Once you reach the line containing "filename src/providers/crm.rs" in the entries below, write out that line and each one after it down to the line containing "use crate::error::Result;", exactly and with nothing added.
* * *
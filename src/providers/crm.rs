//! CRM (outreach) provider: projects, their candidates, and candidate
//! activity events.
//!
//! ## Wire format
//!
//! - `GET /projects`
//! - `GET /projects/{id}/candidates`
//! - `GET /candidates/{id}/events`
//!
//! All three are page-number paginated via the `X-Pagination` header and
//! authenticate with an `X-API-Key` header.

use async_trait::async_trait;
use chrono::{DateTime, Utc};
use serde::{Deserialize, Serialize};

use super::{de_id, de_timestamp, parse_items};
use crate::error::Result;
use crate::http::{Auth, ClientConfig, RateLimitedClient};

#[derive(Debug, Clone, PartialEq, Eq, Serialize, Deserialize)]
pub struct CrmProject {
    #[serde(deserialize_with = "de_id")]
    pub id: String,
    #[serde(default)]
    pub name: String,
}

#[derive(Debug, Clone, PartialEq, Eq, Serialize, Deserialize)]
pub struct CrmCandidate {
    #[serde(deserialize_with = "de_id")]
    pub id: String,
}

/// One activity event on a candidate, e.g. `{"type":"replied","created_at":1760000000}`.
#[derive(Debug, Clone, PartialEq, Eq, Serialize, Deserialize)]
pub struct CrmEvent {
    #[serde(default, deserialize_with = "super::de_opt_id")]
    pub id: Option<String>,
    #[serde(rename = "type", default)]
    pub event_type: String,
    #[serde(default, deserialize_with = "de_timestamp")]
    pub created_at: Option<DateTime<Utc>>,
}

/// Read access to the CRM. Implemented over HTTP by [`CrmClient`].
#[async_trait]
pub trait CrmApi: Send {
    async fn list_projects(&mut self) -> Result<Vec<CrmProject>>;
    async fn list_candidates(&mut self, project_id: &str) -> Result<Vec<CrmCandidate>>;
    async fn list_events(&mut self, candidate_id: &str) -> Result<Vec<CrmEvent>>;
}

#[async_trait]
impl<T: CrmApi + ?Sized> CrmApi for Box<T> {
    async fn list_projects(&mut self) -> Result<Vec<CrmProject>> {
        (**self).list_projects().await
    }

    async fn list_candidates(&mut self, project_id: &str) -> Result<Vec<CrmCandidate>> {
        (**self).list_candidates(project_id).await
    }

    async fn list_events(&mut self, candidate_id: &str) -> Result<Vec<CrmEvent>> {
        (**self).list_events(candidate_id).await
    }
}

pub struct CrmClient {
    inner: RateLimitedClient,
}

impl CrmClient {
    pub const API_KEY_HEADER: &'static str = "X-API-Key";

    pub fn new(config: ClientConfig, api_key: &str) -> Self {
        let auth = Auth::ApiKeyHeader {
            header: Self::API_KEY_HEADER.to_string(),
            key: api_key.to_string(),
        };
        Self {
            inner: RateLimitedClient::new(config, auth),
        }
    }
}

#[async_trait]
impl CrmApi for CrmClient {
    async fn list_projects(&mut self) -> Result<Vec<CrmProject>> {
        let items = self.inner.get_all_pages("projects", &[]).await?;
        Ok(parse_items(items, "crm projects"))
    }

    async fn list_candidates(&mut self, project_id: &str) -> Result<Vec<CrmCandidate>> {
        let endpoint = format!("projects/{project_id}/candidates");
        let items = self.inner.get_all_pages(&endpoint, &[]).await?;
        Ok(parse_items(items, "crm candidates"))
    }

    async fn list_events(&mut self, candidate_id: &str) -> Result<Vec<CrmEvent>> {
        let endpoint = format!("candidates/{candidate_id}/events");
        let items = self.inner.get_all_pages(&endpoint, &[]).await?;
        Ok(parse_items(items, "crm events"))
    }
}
* * *
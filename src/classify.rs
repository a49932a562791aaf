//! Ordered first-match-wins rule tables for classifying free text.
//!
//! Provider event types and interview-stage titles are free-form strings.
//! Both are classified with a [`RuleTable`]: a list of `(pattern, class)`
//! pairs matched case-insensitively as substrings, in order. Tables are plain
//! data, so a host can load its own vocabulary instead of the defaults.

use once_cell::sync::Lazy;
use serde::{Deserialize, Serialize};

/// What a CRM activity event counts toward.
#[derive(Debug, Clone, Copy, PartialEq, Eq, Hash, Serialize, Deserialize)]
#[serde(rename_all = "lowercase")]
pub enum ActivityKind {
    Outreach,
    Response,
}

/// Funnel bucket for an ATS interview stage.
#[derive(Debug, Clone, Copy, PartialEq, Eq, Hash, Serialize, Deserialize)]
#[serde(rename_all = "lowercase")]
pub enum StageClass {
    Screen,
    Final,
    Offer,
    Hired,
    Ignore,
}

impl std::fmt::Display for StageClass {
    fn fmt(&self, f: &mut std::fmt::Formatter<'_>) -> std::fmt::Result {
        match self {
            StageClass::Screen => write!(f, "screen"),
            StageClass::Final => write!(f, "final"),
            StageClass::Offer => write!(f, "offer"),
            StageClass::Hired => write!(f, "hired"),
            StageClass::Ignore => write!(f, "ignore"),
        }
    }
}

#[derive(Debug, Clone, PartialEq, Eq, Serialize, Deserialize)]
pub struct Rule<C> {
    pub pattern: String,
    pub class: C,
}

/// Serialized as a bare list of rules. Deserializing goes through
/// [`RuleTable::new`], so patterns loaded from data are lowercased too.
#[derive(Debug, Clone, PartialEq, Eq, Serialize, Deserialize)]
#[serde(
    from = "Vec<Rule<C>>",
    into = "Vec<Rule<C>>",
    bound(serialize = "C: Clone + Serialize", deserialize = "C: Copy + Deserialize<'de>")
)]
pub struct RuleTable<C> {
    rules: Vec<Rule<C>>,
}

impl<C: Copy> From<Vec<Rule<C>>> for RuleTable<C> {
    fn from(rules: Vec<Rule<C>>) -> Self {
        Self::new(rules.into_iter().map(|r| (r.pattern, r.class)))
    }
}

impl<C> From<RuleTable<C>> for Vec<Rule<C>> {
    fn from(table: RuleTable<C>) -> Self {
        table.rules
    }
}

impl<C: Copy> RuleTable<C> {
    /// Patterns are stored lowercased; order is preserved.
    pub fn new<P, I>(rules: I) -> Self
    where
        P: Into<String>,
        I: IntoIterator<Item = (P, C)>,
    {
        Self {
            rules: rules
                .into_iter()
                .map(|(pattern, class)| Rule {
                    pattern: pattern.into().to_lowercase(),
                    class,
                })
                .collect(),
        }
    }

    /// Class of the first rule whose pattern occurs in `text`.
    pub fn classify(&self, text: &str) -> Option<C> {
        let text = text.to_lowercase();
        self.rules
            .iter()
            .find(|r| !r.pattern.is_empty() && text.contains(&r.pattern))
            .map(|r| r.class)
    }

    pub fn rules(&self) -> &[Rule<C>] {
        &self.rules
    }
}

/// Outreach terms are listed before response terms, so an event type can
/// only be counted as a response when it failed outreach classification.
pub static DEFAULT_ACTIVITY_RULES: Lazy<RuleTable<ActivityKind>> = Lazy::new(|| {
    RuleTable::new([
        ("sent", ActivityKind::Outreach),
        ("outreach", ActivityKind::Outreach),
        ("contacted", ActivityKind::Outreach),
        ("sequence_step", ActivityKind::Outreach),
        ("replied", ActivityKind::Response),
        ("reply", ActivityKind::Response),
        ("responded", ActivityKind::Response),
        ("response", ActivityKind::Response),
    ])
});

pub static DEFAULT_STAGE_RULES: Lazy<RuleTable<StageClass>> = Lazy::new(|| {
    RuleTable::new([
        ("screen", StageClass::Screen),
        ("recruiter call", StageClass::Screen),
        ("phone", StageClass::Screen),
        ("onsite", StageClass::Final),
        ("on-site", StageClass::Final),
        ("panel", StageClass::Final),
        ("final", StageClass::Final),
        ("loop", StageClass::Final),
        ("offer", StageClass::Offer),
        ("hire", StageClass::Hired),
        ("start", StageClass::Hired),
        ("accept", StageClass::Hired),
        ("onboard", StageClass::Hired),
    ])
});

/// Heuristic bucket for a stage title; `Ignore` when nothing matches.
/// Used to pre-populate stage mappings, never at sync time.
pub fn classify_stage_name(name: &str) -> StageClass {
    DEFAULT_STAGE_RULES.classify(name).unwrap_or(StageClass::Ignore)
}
* * *
Answer section |
filename src/providers/crm.rs
//! CRM (outreach) provider: projects, their candidates, and candidate
//! activity events.
//!
//! ## Wire format
//!
//! - `GET /projects`
//! - `GET /projects/{id}/candidates`
//! - `GET /candidates/{id}/events`
//!
//! All three are page-number paginated via the `X-Pagination` header and
//! authenticate with an `X-API-Key` header.

use async_trait::async_trait;
use chrono::{DateTime, Utc};
use serde::{Deserialize, Serialize};

use super::{de_id, de_timestamp, parse_items};
use crate::error::Result;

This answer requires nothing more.